Promoting limbal stem cells proliferation and maintenance using post-thaw human amniotic membranes fortified by platelet lysate

In this study, we aimed to investigate the proliferation and maintenance rate of cultivated human limbal stem cells (hLSCs)-enriched after treating with post-thaw human amniotic membranes (HAMs) fortified by platelet lysate (PL). To prepare PL, three volunteers were selected and platelet rich plasma (PRP) were isolated from their peripheral blood. Thrombin solution was added afterwards at a 1:5 ratio and the produced PL was used to fortify HAMs after a freeze-thaw cycle. hLSCs obtained from corneo-scleral rings of donated cadaveric corneas and cultured on the post-thaw fortified HAMs as the test group. Cell viability as well as genotypic and phenotypic variations in hLSCs-enriched were compared between the test group and the hLSCs cultivated on post-thaw HAMs without PL (as the control group).
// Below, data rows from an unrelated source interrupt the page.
//! # Crease
//!
//! Catmull-Clark subdivision surfaces with GPU-ready topology buffers.
//!
//! Crease turns an arbitrary triangle mesh (or a built-in polyhedron) into
//! a quad control mesh and refines it level by level with crease-aware
//! Catmull-Clark subdivision. Every level carries its complete adjacency
//! structure — unique edges, edge-to-face pairs, face-to-edge indices, and
//! flattened per-vertex face/edge membership — in the fixed-stride array
//! layout parallel GPU kernels consume directly.
//!
//! ## Features
//!
//! - **Flat, index-based topology**: counts + concatenated index runs, no
//!   pointer graphs
//! - **Semi-sharp creases**: integer per-edge sharpness that decays one
//!   step per level, with crease and corner vertex rules
//! - **Seam-safe ingest**: epsilon welding and shared-midpoint quad
//!   conversion keep the control mesh manifold
//! - **GPU export**: packed buffers with the standard storage-buffer
//!   padding for 3-component vectors
//!
//! ## Quick Start
//!
//! ```
//! use crease::prelude::*;
//! use crease::mesh::octahedron;
//!
//! // Build the level-0 control mesh from a built-in shape.
//! let level = SubdivisionLevel::from_triangles(&octahedron(), &WeldOptions::default()).unwrap();
//! assert_eq!(level.face_count(), 24);
//!
//! // One refinement step: 4x the faces.
//! let next = subdivide(&level, &SubdivideOptions::default()).unwrap();
//! assert_eq!(next.face_count(), 96);
//!
//! // Pack the new level for upload.
//! let buffers = crease::export::LevelBuffers::from_level(&next);
//! assert_eq!(buffers.control_points.len, next.vertex_count());
//! ```
//!
//! ## Loading a File
//!
//! ```no_run
//! use crease::prelude::*;
//!
//! let mesh = crease::io::load("model.gltf").unwrap();
//! let mut level = SubdivisionLevel::from_triangles(&mesh, &WeldOptions::default()).unwrap();
//!
//! // Tag a semi-sharp crease that survives two refinement steps.
//! let [v0, v1] = level.topology.edges[0];
//! level.set_crease(v0, v1, 2).unwrap();
//!
//! let refined = subdivide_levels(level, &SubdivideOptions::new(3)).unwrap();
//! println!("{} quads", refined.face_count());
//! ```

#![warn(missing_docs)]
#![warn(clippy::all)]

pub mod algo;
pub mod error;
pub mod export;
pub mod io;
pub mod mesh;

/// Prelude module for convenient imports.
///
/// This module re-exports the most commonly used types and functions:
///
/// ```
/// use crease::prelude::*;
/// ```
pub mod prelude {
    pub use crate::algo::subdivide::{
        subdivide, subdivide_levels, SubdivideOptions, SubdivisionLevel,
    };
    pub use crate::error::{MeshError, Result};
    pub use crate::mesh::{
        triangles_to_quads, weld_vertices, EdgeKey, QuadMesh, Topology, TriangleMesh, WeldOptions,
        NO_FACE,
    };
}

// Re-export nalgebra types for convenience
pub use nalgebra;

#[cfg(test)]
mod tests {
    use super::prelude::*;
    use crate::mesh::octahedron;

    #[test]
    fn test_octahedron_pipeline() {
        // The concrete scenario from the design notes: 6 vertices and 8
        // triangles become 24 quads over 26 vertices, then grow 4x per
        // level with V + F + E new vertices each step.
        let level =
            SubdivisionLevel::from_triangles(&octahedron(), &WeldOptions::default()).unwrap();

        assert_eq!(level.face_count(), 24);
        assert_eq!(level.vertex_count(), 26);
        assert_eq!(level.edge_count(), 48);

        let face_count_sum: u32 = level.topology.vertex_face_counts.iter().sum();
        assert_eq!(face_count_sum as usize, 4 * level.face_count());

        let next = subdivide(&level, &SubdivideOptions::default()).unwrap();
        assert_eq!(next.face_count(), 96);
        assert_eq!(next.vertex_count(), 26 + 24 + 48);
        assert_eq!(next.topology.boundary_edge_count(), 0);
    }
}
//! Built-in test polyhedra.
//!
//! Small hard-coded triangle meshes for demos and tests, so the pipeline
//! can run without any input file. All shapes are closed, consistently
//! wound (counter-clockwise seen from outside), and already free of
//! duplicate vertices — welding them is a no-op.

use nalgebra::Point3;

use crate::mesh::TriangleMesh;

/// A tetrahedron: 4 vertices, 4 triangular faces, 6 edges.
pub fn tetrahedron() -> TriangleMesh {
    let positions = vec![
        Point3::new(0.0, 0.0, 0.0),
        Point3::new(1.0, 0.0, 0.0),
        Point3::new(0.5, 1.0, 0.0),
        Point3::new(0.5, 0.5, 1.0),
    ];

    let indices = vec![
        [0, 2, 1], // bottom
        [0, 1, 3], // front
        [1, 2, 3], // right
        [2, 0, 3], // left
    ];

    TriangleMesh {
        positions,
        normals: None,
        indices,
    }
}

/// An octahedron: 6 vertices, 8 triangular faces, 12 edges.
pub fn octahedron() -> TriangleMesh {
    let positions = vec![
        Point3::new(1.0, 0.0, 0.0),  // 0
        Point3::new(-1.0, 0.0, 0.0), // 1
        Point3::new(0.0, 1.0, 0.0),  // 2
        Point3::new(0.0, -1.0, 0.0), // 3
        Point3::new(0.0, 0.0, 1.0),  // 4
        Point3::new(0.0, 0.0, -1.0), // 5
    ];

    let indices = vec![
        // Upper pyramid around +z.
        [0, 2, 4],
        [2, 1, 4],
        [1, 3, 4],
        [3, 0, 4],
        // Lower pyramid around -z.
        [2, 0, 5],
        [1, 2, 5],
        [3, 1, 5],
        [0, 3, 5],
    ];

    TriangleMesh {
        positions,
        normals: None,
        indices,
    }
}

/// A unit cube: 8 vertices, 12 triangular faces (2 per side), 18 edges.
pub fn cube() -> TriangleMesh {
    let positions = vec![
        Point3::new(-1.0, -1.0, -1.0), // 0
        Point3::new(1.0, -1.0, -1.0),  // 1
        Point3::new(1.0, 1.0, -1.0),   // 2
        Point3::new(-1.0, 1.0, -1.0),  // 3
        Point3::new(-1.0, -1.0, 1.0),  // 4
        Point3::new(1.0, -1.0, 1.0),   // 5
        Point3::new(1.0, 1.0, 1.0),    // 6
        Point3::new(-1.0, 1.0, 1.0),   // 7
    ];

    let indices = vec![
        [1, 2, 6],
        [1, 6, 5], // +x
        [0, 4, 7],
        [0, 7, 3], // -x
        [2, 3, 7],
        [2, 7, 6], // +y
        [0, 1, 5],
        [0, 5, 4], // -y
        [4, 5, 6],
        [4, 6, 7], // +z
        [0, 3, 2],
        [0, 2, 1], // -z
    ];

    TriangleMesh {
        positions,
        normals: None,
        indices,
    }
}

#[cfg(test)]
mod tests {
    use super::*;
    use crate::mesh::Topology;
    use crate::mesh::{triangles_to_quads, weld_vertices, WeldOptions};

    #[test]
    fn test_shapes_are_already_welded() {
        for mesh in [tetrahedron(), octahedron(), cube()] {
            let welded = weld_vertices(&mesh, &WeldOptions::default()).unwrap();
            assert_eq!(welded.vertex_count(), mesh.vertex_count());
        }
    }

    #[test]
    fn test_shapes_are_closed() {
        for mesh in [tetrahedron(), octahedron(), cube()] {
            let quads = triangles_to_quads(&mesh).unwrap();
            let topo = Topology::build(quads.vertex_count(), &quads.faces).unwrap();
            assert_eq!(topo.boundary_edge_count(), 0);
        }
    }

    #[test]
    fn test_octahedron_counts() {
        let mesh = octahedron();
        assert_eq!(mesh.vertex_count(), 6);
        assert_eq!(mesh.triangle_count(), 8);
    }
}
Cell Viability assessment demonstrated a significant increase of the hLSCs-enriched viability in the test group on days 1 and 3 and a borderline increase after 1 week in comparison to the control group. Tp63 gene expression decreased remarkably on day 7. NGFR gene expression, however, showed a notable increase on days 1, 3, and 7. There was not a significant difference between the hLSCs-enriched in the test and control groups after 1 week, concerning Delta Np63 protein expression. Our findings strongly indicate that applying PL to fortify HAMs after thawing could potentiate hLSCs-enriched proliferation and differentiation to corneal epithelial precursor cells. In this respect, PL-fortified post-thaw HAMs may potentially improve ocular surface wound healing and re-epithelialization.